Tesla FSD Supervised Arrives in Lithuania — But Most of Europe Is Still Waiting
Tesla's Full Self-Driving software has arrived in Lithuania, making it only the second country in Europe — after the Netherlands — where drivers can actually use the feature. Lithuania approved FSD Supervised on May 20, 2026, by recognizing the Dutch RDW certification rather than running its own independent tests. For the vast majority of Tesla owners across Europe, though, nothing has changed yet.
Country by country, not continent-wide
Tesla had hoped to win EU-wide approval in one move, but that path remains blocked.
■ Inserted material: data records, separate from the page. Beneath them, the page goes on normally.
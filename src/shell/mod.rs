//! Windowed shell: tao event loop + wry webviews.
//!
//! Only compiled with the `webview` feature. The core launcher talks to an
//! abstract engine, but tao can create windows only on the event-loop
//! thread, so the engine handed to the launcher is a command queue: host
//! handles record what they want done, and the event loop applies the
//! queued commands to real windows after every launcher call. Page events
//! travel the other way as user events on the loop's proxy.

mod menus;
mod ui;

use crate::engine::{EngineError, PageContent, PageEvent, PageHost, PageRequest, ScriptError, WebEngine};
use crate::launcher::Launcher;
use crate::registry::{self, ProfileRegistry};
use crate::session::SessionId;
use crate::settings::LauncherSettings;
use crate::{chrome, scripts};
use anyhow::{Context, Result};
use menus::{MenuAction, SessionMenu};
use muda::MenuEvent;
use std::cell::RefCell;
use std::collections::{HashMap, VecDeque};
use std::rc::Rc;
use std::time::{Duration, Instant};
use tao::dpi::LogicalSize;
use tao::event::{Event, WindowEvent};
use tao::event_loop::{ControlFlow, EventLoopBuilder, EventLoopProxy, EventLoopWindowTarget};
use tao::window::{Fullscreen, Window, WindowBuilder, WindowId};
use wry::http::Request;
use wry::{PageLoadEvent, WebContext, WebView, WebViewBuilder};

/// Identifier for one queued page window, assigned by the engine.
type HostId = u64;

/// User events delivered to the tao loop.
#[derive(Debug)]
enum ShellEvent {
    /// The launcher window finished loading its document.
    LauncherReady,
    /// IPC message from the launcher window.
    LauncherIpc(ui::IpcMessage),
    /// IPC message from a session page.
    PageIpc(HostId, ui::IpcMessage),
    /// IPC message from a developer-console window.
    ConsoleIpc(SessionId, ui::IpcMessage),
    /// A session page finished a navigation.
    PageLoaded(HostId),
    /// Result of a queued script evaluation.
    ScriptResult(HostId, serde_json::Value),
}

// ---------------------------------------------------------------------------
// Command-queue engine
// ---------------------------------------------------------------------------

/// Deferred window operation recorded by a host handle.
enum ShellCommand {
    LoadUrl { host: HostId, url: String },
    LoadHtml { host: HostId, html: String },
    Evaluate { host: HostId, script: String },
    SetSize { host: HostId, width: u32, height: u32 },
    SetFullscreen { host: HostId, fullscreen: bool },
    SetTitle { host: HostId, title: String },
    RemoveChrome { host: HostId },
    Close { host: HostId },
}

#[derive(Default)]
struct EngineShared {
    /// Window-open requests not yet realized.
    opens: Vec<(HostId, PageRequest)>,
    /// Operations on already-requested windows, in order.
    commands: VecDeque<ShellCommand>,
    next_host: HostId,
}

type Shared = Rc<RefCell<EngineShared>>;

/// Engine given to the launcher: records open requests for the loop.
struct ShellEngine {
    shared: Shared,
}

impl WebEngine for ShellEngine {
    fn open_page(&mut self, request: PageRequest) -> Result<Box<dyn PageHost>, EngineError> {
        let mut shared = self.shared.borrow_mut();
        let host = shared.next_host;
        shared.next_host += 1;
        shared.opens.push((host, request));
        Ok(Box::new(ShellHost {
            host,
            shared: self.shared.clone(),
            fullscreen: false,
        }))
    }
}

/// Host handle held by a session: every operation is queued.
struct ShellHost {
    host: HostId,
    shared: Shared,
    /// Requested fullscreen state, tracked locally so toggling works
    /// without a round trip to the window.
    fullscreen: bool,
}

impl ShellHost {
    fn push(&self, command: ShellCommand) {
        self.shared.borrow_mut().commands.push_back(command);
    }
}

impl PageHost for ShellHost {
    fn load_url(&mut self, url: &str) -> Result<(), EngineError> {
        self.push(ShellCommand::LoadUrl {
            host: self.host,
            url: url.to_string(),
        });
        Ok(())
    }

    fn load_html(&mut self, html: &str) -> Result<(), EngineError> {
        self.push(ShellCommand::LoadHtml {
            host: self.host,
            html: html.to_string(),
        });
        Ok(())
    }

    fn evaluate(&mut self, script: &str) -> Result<serde_json::Value, ScriptError> {
        // Results arrive later as PageEvent::ScriptResult; Null is the
        // "nothing yet" placeholder the console never renders.
        self.push(ShellCommand::Evaluate {
            host: self.host,
            script: script.to_string(),
        });
        Ok(serde_json::Value::Null)
    }

    fn set_inner_size(&mut self, width: u32, height: u32) {
        self.push(ShellCommand::SetSize {
            host: self.host,
            width,
            height,
        });
    }

    fn set_fullscreen(&mut self, fullscreen: bool) {
        self.fullscreen = fullscreen;
        self.push(ShellCommand::SetFullscreen {
            host: self.host,
            fullscreen,
        });
    }

    fn is_fullscreen(&self) -> bool {
        self.fullscreen
    }

    fn set_title(&mut self, title: &str) {
        self.push(ShellCommand::SetTitle {
            host: self.host,
            title: title.to_string(),
        });
    }

    fn remove_chrome(&mut self) {
        self.push(ShellCommand::RemoveChrome { host: self.host });
    }

    fn close(&mut self) {
        self.push(ShellCommand::Close { host: self.host });
    }
}

// ---------------------------------------------------------------------------
// Windows
// ---------------------------------------------------------------------------

/// One realized session window.
struct PageWindow {
    window: Window,
    webview: WebView,
    menu: Option<SessionMenu>,
    /// Keeps the per-profile browsing context (cookies, local storage)
    /// alive for the lifetime of the window.
    _web_context: WebContext,
}

/// One developer-console window, child of a session.
struct ConsoleWindow {
    window: Window,
    webview: WebView,
}

/// What a given tao window is, for event routing.
#[derive(Debug, Clone, Copy, PartialEq, Eq)]
enum WindowRole {
    Launcher,
    Page(HostId),
    Console(SessionId),
}

struct Shell {
    launcher: Launcher,
    shared: Shared,
    proxy: EventLoopProxy<ShellEvent>,
    /// Kept alive for the whole run; closing it exits the loop.
    _launcher_window: Window,
    launcher_webview: WebView,
    windows: HashMap<HostId, PageWindow>,
    consoles: HashMap<SessionId, ConsoleWindow>,
    roles: HashMap<WindowId, WindowRole>,
    host_sessions: HashMap<HostId, SessionId>,
}

/// Run the windowed launcher until its main window closes.
pub fn run(profiles: ProfileRegistry, settings: LauncherSettings) -> Result<()> {
    let event_loop = EventLoopBuilder::<ShellEvent>::with_user_event().build();
    let proxy = event_loop.create_proxy();

    let shared: Shared = Rc::new(RefCell::new(EngineShared::default()));
    let launcher = Launcher::new(
        profiles,
        settings,
        Box::new(ShellEngine {
            shared: shared.clone(),
        }),
    );

    let launcher_window = WindowBuilder::new()
        .with_title("Windows 96 - Local Storage Launcher")
        .with_inner_size(LogicalSize::new(520.0, 680.0))
        .build(&event_loop)
        .context("failed to create launcher window")?;

    let ipc_proxy = proxy.clone();
    let load_proxy = proxy.clone();
    let builder = WebViewBuilder::new()
        .with_html(ui::LAUNCHER_HTML)
        .with_ipc_handler(move |request: Request<String>| {
            match serde_json::from_str::<ui::IpcMessage>(request.body()) {
                Ok(message) => {
                    let _ = ipc_proxy.send_event(ShellEvent::LauncherIpc(message));
                }
                Err(e) => log::warn!("Bad launcher IPC message: {e}"),
            }
        })
        .with_on_page_load_handler(move |event, _url| {
            if matches!(event, PageLoadEvent::Finished) {
                let _ = load_proxy.send_event(ShellEvent::LauncherReady);
            }
        });
    let launcher_webview =
        build_webview(builder, &launcher_window).context("failed to create launcher webview")?;

    let mut roles = HashMap::new();
    roles.insert(launcher_window.id(), WindowRole::Launcher);

    let mut shell = Shell {
        launcher,
        shared,
        proxy,
        _launcher_window: launcher_window,
        launcher_webview,
        windows: HashMap::new(),
        consoles: HashMap::new(),
        roles,
        host_sessions: HashMap::new(),
    };

    log::info!("Shell started");
    event_loop.run(move |event, target, control_flow| {
        // Menu clicks arrive on a side channel with no loop wakeup, so tick
        // instead of blocking indefinitely.
        *control_flow = ControlFlow::WaitUntil(Instant::now() + Duration::from_millis(100));

        match event {
            Event::WindowEvent {
                window_id,
                event: WindowEvent::CloseRequested,
                ..
            } => {
                shell.on_close_requested(window_id, control_flow);
                shell.pump(target);
            }
            Event::UserEvent(shell_event) => {
                shell.on_shell_event(shell_event);
                shell.pump(target);
            }
            Event::MainEventsCleared => {
                shell.poll_menu_events(target);
                shell.pump(target);
            }
            _ => {}
        }
    });
}
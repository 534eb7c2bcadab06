//! Storage-directory accounting and the quota predicate.
//!
//! A profile's storage directory is an opaque blob owned by the embedded
//! browser engine; its total size is all that matters here. The quota
//! comparison is done on raw bytes — the two-decimal MB figure is cosmetic
//! and only used for the info display, so a directory a few bytes over the
//! limit is over the limit.

use crate::record::ProfileRecord;
use std::path::Path;

/// Recursively sum file sizes under `path`.
///
/// A non-existent path has size 0. Entries that cannot be read (permission
/// errors, files deleted mid-scan by the engine) are skipped with a warning
/// rather than failing the whole scan.
pub fn directory_size_bytes(path: &Path) -> u64 {
    let entries = match std::fs::read_dir(path) {
        Ok(entries) => entries,
        Err(e) if e.kind() == std::io::ErrorKind::NotFound => return 0,
        Err(e) => {
            log::warn!("Skipping unreadable directory {:?}: {e}", path);
            return 0;
        }
    };

    let mut total = 0u64;
    for entry in entries {
        let entry = match entry {
            Ok(entry) => entry,
            Err(e) => {
                log::warn!("Skipping unreadable entry under {:?}: {e}", path);
                continue;
            }
        };
        match entry.metadata() {
            Ok(meta) if meta.is_dir() => {
                total += directory_size_bytes(&entry.path());
            }
            Ok(meta) if meta.is_file() => {
                total += meta.len();
            }
            // Symlinks and other special entries don't count toward usage.
            Ok(_) => {}
            Err(e) => {
                log::warn!("Skipping entry {:?}: {e}", entry.path());
            }
        }
    }
    total
}

/// Byte count as megabytes rounded to two decimal places. Display only.
pub fn size_mb(bytes: u64) -> f64 {
    let mb = bytes as f64 / (1024.0 * 1024.0);
    (mb * 100.0).round() / 100.0
}

/// Whether `size_bytes` exceeds the record's quota.
///
/// Always false when no limit is enabled. Exactly at the limit is not over.
pub fn is_over_quota(record: &ProfileRecord, size_bytes: u64) -> bool {
    if !record.limit_enabled {
        return false;
    }
    let max_bytes = record.max_size_mb.unwrap_or(0).saturating_mul(1024 * 1024);
    size_bytes > max_bytes
}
Larger member states — Germany, France, and Italy — hold enough combined weight to stall a bloc-wide vote, and each has its own concerns. In Germany, the KBA (the federal motor authority) is expected to require high-speed testing above 130 km/h before signing off, covering Autobahn-specific scenarios like phantom braking and lane-keeping at speed. That process alone could add months to any German timeline, per JOWUA.
The alternative route — mutual recognition of the Dutch approval, the same mechanism Lithuania used — is technically open to any EU country. Greece and Belgium are reportedly moving toward that path. But as TechCrunch notes, the result is a patchwork rollout that favors smaller markets with more flexible approval frameworks, while tens of thousands of Tesla owners in larger countries wait.
What FSD Supervised actually is
FSD Supervised is a Level 2 driver-assistance system — not autonomous driving. It handles steering, acceleration, and braking, navigates intersections, reads pedestrian behavior, and manages turns and parking. The driver must stay attentive and be ready to take over at any moment. Tesla currently has around 1.3 million paying FSD customers globally, according to TechCrunch.
Pricing is €99 per month, or €49 per month for existing Enhanced Autopilot subscribers. A one-time purchase option exists but closes on May 21, 2026, across most of Europe.
The UK picture
UK drivers are in a separate queue entirely. Post-Brexit, the UK operates its own GB Type Approval framework, which gives regulators flexibility to move independently of the EU — potentially faster, but there is no confirmed timeline. Right-hand-drive validation also needs to be completed before any launch. Analysts tracking the process, via FSD UK Tracker, suggest mid-to-late 2026 as a realistic window, though Tesla has made no official commitment.